Second, as with most attempts measuring linguistic constructs, our operationalization of “potentially extremist language” is just one of many possible operationalizations. Ideally, as a research community, agreement about the operationalizations of constructs relevant to the study of extremist language can be found (e.g., similar to the LIWC software used in psycholinguistics). Equally, a challenge for related research is the potential language adaptation of the forum users. Some studies suggest that some Stormfront users deliberately choose a moderate racist terminology to resonate with wider audiences [38], while others suggest a gatekeeper function of Stormfront forum moderators (i.e. in preventing access of those who might threaten the unity of the forum, [39]). Interestingly, such a language adaptation could possibly underlie the broad plateau that we find for the intensity of potentially extremist language: possibly, the forum managed to contain the language in a manner that allowed the website to stay online despite the often racial and nationalist tone.

Third, we did not examine the content of the posts in-depth. Especially for vague concepts such as extremist language, the actual content might sketch a more nuanced picture of the forum dynamics. A possible consequence is that our rule-based operationalization of extreme language did not capture extremist content that we might have been able to find with a more content-specific approach. Future work could, therefore, look at the actual content (e.g. frequently used ngrams) and the development of topics over the course of the forum to add a dimension of analysis that could both assess the usefulness of the operationalization and offer insights into the content of the posts (e.g. what are the users talking about and how). Moreover, we excluded posts shorter than 15 words to avoid that short posts or single-phrase comments to avoid that our operationalization of extremist language is inflated by short expressions of extremist language and to ensure such an inflation is not perpetuated to the trajectory extraction (the analyses in Appendix 3 show that the findings do not change if the whole dataset is used).

Fourth, the user-level analysis presented here could be expanded to anticipate the trajectories of users (or the whole forum). An avenue for future research could be to explore how and whether the progression through a forum’s life span can be forecasted and whether phase transitions could be predicted. The discrete nature of the temporal sequence suggested by our analysis could further allow for forecasting not only of the progression but also of the occurrence of critical phase transitions to more extreme regimes. Ultimately, this could help in mitigating the trade-off between allowing free speech and preventing hate speech online because the passing of critical thresholds could be predicted.
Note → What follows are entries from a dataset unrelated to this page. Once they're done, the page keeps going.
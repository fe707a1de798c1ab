//! Session manager: connection lifecycle and status.
//!
//! # State Machine
//!
//! ```text
//!              connect()                 pixel count received
//! Disconnected ─────────► Connecting ─────────────────────────► Ready
//!      ▲                      │                                   │
//!      │   timeout, bad reply,│                                   │
//!      └──────────────────────┴───── disconnect(), remote close ──┘
//! ```
//!
//! There is no automatic reconnect. A dropped connection stays
//! `Disconnected` until `connect` is called again.

// ============================================================================
// Imports
// ============================================================================

use std::fmt;
use std::sync::{Arc, Weak};

use parking_lot::Mutex;
use tracing::{debug, info, trace, warn};

use crate::error::{Error, Result};
use crate::protocol::{Command, ReadyData, parse_pixel_count};
use crate::transport::Connection;

use super::config::{ControllerAddr, SessionBuilder, SessionConfig};
use super::state::{Phase, SessionState, StatusReport};

// ============================================================================
// Types
// ============================================================================

/// Internal shared state for a session.
pub(crate) struct SessionInner {
    /// Timeouts.
    pub config: SessionConfig,
    /// Connection, phase and pixel counts.
    pub state: Mutex<SessionState>,
}

impl SessionInner {
    /// Resets the session after the transport closed on its own.
    ///
    /// Ignored if the session has since moved on to another connection.
    fn handle_transport_closed(&self, epoch: u64) {
        let mut state = self.state.lock();
        if state.epoch != epoch {
            trace!(epoch, current = state.epoch, "Ignoring close of stale connection");
            return;
        }
        state.reset();
        info!("Controller connection closed");
    }
}

// ============================================================================
// Session
// ============================================================================

/// A client session with one pixel controller.
///
/// Owns at most one WebSocket connection plus the pixel-count shadow state.
/// Cloning yields another handle to the same session.
///
/// # Example
///
/// ```no_run
/// use owls_client::Session;
///
/// # async fn example() -> owls_client::Result<()> {
/// let session = Session::new();
/// let ready = session.connect("localhost", 8000).await?;
/// println!("strip has {} pixels", ready.pixel_count);
///
/// session.set_pixels(0.0, 0.0, 255.0)?;
/// session.show()?;
/// session.disconnect();
/// # Ok(())
/// # }
/// ```
#[derive(Clone)]
pub struct Session {
    /// Shared inner state.
    pub(crate) inner: Arc<SessionInner>,
}

impl fmt::Debug for Session {
    fn fmt(&self, f: &mut fmt::Formatter<'_>) -> fmt::Result {
        let state = self.inner.state.lock();
        f.debug_struct("Session")
            .field("phase", &state.phase)
            .field("physical_pixel_count", &state.physical_pixel_count)
            .field("virtual_pixel_count", &state.virtual_pixel_count)
            .finish_non_exhaustive()
    }
}

impl Default for Session {
    fn default() -> Self {
        Self::new()
    }
}

// ============================================================================
// Session - Construction
// ============================================================================

impl Session {
    /// Creates a disconnected session with default timeouts.
    #[must_use]
    pub fn new() -> Self {
        Self::from_valid_config(SessionConfig::default())
    }

    /// Creates a configuration builder for the session.
    #[inline]
    #[must_use]
    pub fn builder() -> SessionBuilder {
        SessionBuilder::new()
    }

    /// Creates a disconnected session with the given configuration.
    ///
    /// # Errors
    ///
    /// Returns [`Error::Config`] if the configuration is invalid.
    pub fn with_config(config: SessionConfig) -> Result<Self> {
        config.validate()?;
        Ok(Self::from_valid_config(config))
    }

    fn from_valid_config(config: SessionConfig) -> Self {
        Self {
            inner: Arc::new(SessionInner {
                config,
                state: Mutex::new(SessionState::default()),
            }),
        }
    }

    /// Returns the session configuration.
    #[inline]
    #[must_use]
    pub fn config(&self) -> SessionConfig {
        self.inner.config
    }
}

// ============================================================================
// Session - Lifecycle
// ============================================================================

impl Session {
    /// Connects to the controller at `ws://host:port` and performs the handshake.
    ///
    /// Sends `init` as soon as the transport opens, then waits for the
    /// controller's pixel count. On success both the physical and the
    /// virtual pixel count equal the reported count and the session is
    /// ready. An existing connection is closed first, without sending `clear`.
    ///
    /// # Errors
    ///
    /// - [`Error::Config`] / [`Error::Url`] if the address is invalid
    /// - [`Error::Connection`] / [`Error::ConnectionTimeout`] if the transport cannot open
    /// - [`Error::ConnectionTimeout`] if no reply arrives within the handshake timeout
    /// - [`Error::MalformedHandshake`] if the reply is not a positive integer
    /// - [`Error::ConnectionClosed`] if the connection drops during the handshake
    ///
    /// On every error the session is left disconnected.
    pub async fn connect(&self, host: &str, port: u16) -> Result<ReadyData> {
        let addr = ControllerAddr::new(host, port)?;
        let url = addr.ws_url()?;

        let (epoch, previous) = self.inner.state.lock().begin_connect();
        if let Some(previous) = previous {
            debug!("Closing previous connection");
            previous.clear_close_handler();
            previous.shutdown();
        }

        info!(%addr, "Connecting to controller");

        let connection = Connection::open(&url, self.inner.config.connect_timeout)
            .await
            .inspect_err(|e| warn!(%addr, error = %e, "Controller unavailable"))?;

        {
            let mut state = self.inner.state.lock();
            if state.epoch != epoch {
                connection.shutdown();
                return Err(Error::connection("Connect superseded"));
            }
            state.connection = Some(connection.clone());
            state.phase = Phase::Connecting;
        }

        let weak: Weak<SessionInner> = Arc::downgrade(&self.inner);
        connection.set_close_handler(Box::new(move || {
            if let Some(inner) = weak.upgrade() {
                inner.handle_transport_closed(epoch);
            }
        }));

        match self.handshake(&connection, epoch).await {
            Ok(ready) => {
                info!(%addr, pixel_count = ready.pixel_count, "Controller ready");
                Ok(ready)
            }
            Err(e) => {
                warn!(%addr, error = %e, "Handshake failed");
                self.abort_connect(&connection, epoch);
                Err(e)
            }
        }
    }

    /// Connects, then calls `on_ready` with the pixel count.
    ///
    /// `on_ready` is not called if the connect fails.
    ///
    /// # Errors
    ///
    /// Same as [`Session::connect`].
    pub async fn connect_with_callback<F>(&self, host: &str, port: u16, on_ready: F) -> Result<()>
    where
        F: FnOnce(u32),
    {
        let ready = self.connect(host, port).await?;
        on_ready(ready.pixel_count);
        Ok(())
    }

    /// Disconnects from the controller.
    ///
    /// Sends `clear`, suppresses the close notification and closes the
    /// transport. The pixel counts are reset to 0. Does nothing when
    /// already disconnected.
    pub fn disconnect(&self) {
        let connection = self.inner.state.lock().reset();
        match connection {
            Some(connection) => {
                Self::close_with_clear(&connection);
                info!("Disconnected from controller");
            }
            None => debug!("Disconnect requested while not connected"),
        }
    }

    /// Tears down the connection when the host unloads the driver.
    ///
    /// Like [`Session::disconnect`], but keeps the pixel counts.
    pub fn shutdown(&self) {
        let connection = self.inner.state.lock().detach();
        if let Some(connection) = connection {
            Self::close_with_clear(&connection);
            info!("Session shut down");
        }
    }
}

// ============================================================================
// Session - Status
// ============================================================================

impl Session {
    /// Returns the `(status, message)` snapshot shown by the host.
    #[must_use]
    pub fn status(&self) -> StatusReport {
        StatusReport::from(self.inner.state.lock().status())
    }

    /// Returns `true` once the handshake has completed.
    #[must_use]
    pub fn is_ready(&self) -> bool {
        self.inner.state.lock().ready_connection().is_ok()
    }

    /// Returns `true` while waiting for the handshake reply.
    #[must_use]
    pub fn is_connecting(&self) -> bool {
        self.inner.state.lock().phase == Phase::Connecting
    }

    /// Returns the number of LEDs reported by the controller.
    ///
    /// 0 when no handshake has completed since the last disconnect.
    #[must_use]
    pub fn physical_pixel_count(&self) -> u32 {
        self.inner.state.lock().physical_pixel_count
    }
}

// ============================================================================
// Session - Internal
// ============================================================================

impl Session {
    /// Sends one command if the session is ready.
    pub(crate) fn send_command(&self, command: Command) -> Result<()> {
        let state = self.inner.state.lock();
        let connection = state.ready_connection()?;
        connection.send_text(command.to_string())?;
        trace!(%command, "Command sent");
        Ok(())
    }

    /// Sends `init` and waits for the pixel count.
    async fn handshake(&self, connection: &Connection, epoch: u64) -> Result<ReadyData> {
        connection.send_text(Command::Init.to_string())?;

        let reply = connection
            .wait_reply(self.inner.config.handshake_timeout)
            .await?;
        let ready = parse_pixel_count(&reply)?;

        let mut state = self.inner.state.lock();
        if state.epoch != epoch || state.phase != Phase::Connecting {
            return Err(Error::ConnectionClosed);
        }
        state.mark_ready(ready.pixel_count);

        Ok(ready)
    }

    /// Closes a connection whose handshake failed.
    fn abort_connect(&self, connection: &Connection, epoch: u64) {
        connection.clear_close_handler();
        connection.shutdown();

        let mut state = self.inner.state.lock();
        if state.epoch == epoch {
            state.reset();
        }
    }

    /// Sends `clear`, then closes without a close notification.
    fn close_with_clear(connection: &Connection) {
        if let Err(e) = connection.send_text(Command::Clear.to_string()) {
            debug!(error = %e, "Could not send clear before closing");
        }
        connection.clear_close_handler();
        connection.shutdown();
    }
}

// ============================================================================
// Tests
// ============================================================================

#[cfg(test)]
mod tests {
    use super::*;

    use crate::session::Status;

    #[test]
    fn test_session_is_clone() {
        fn assert_clone<T: Clone>() {}
        assert_clone::<Session>();
    }

    #[test]
    fn test_session_is_send_sync() {
        fn assert_send_sync<T: Send + Sync>() {}
        assert_send_sync::<Session>();
    }

    #[test]
    fn test_new_session_not_ready() {
        let session = Session::new();
        let report = session.status();
        assert_eq!(report.status, Status::NotReady);
        assert_eq!(report.msg, "not_ready");
        assert!(!session.is_ready());
        assert!(!session.is_connecting());
        assert_eq!(session.physical_pixel_count(), 0);
    }

    #[test]
    fn test_disconnect_when_disconnected_is_noop() {
        let session = Session::new();
        session.disconnect();
        session.shutdown();
        assert_eq!(session.status().status, Status::NotReady);
    }

    #[test]
    fn test_with_config_validates() {
        let config = SessionConfig {
            handshake_timeout: std::time::Duration::ZERO,
            ..SessionConfig::default()
        };
        assert!(Session::with_config(config).is_err());
    }

    #[tokio::test]
    async fn test_connect_rejects_bad_address() {
        let session = Session::new();
        let err = session.connect("", 8000).await.unwrap_err();
        assert!(matches!(err, Error::Config { .. }));

        let err = session.connect("localhost", 0).await.unwrap_err();
        assert!(matches!(err, Error::Config { .. }));
        assert!(!session.is_connecting());
    }
}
This would allow policymakers to make transparent, evidence-based decisions concerning risk management on such online spaces.

Conclusions

The analysis of forum engagement and the presence of extremist language revealed that a discrete, stepwise pattern more likely underpins the temporal evolution of the right-wing forum Stormfront. Within the temporal constraints of the data available, this work found that the forum rhetoric did not become more aggressive over time. With future work on the quantitative analysis of forum evolution, potential escalations could be anticipated and mitigation efforts could be formulated.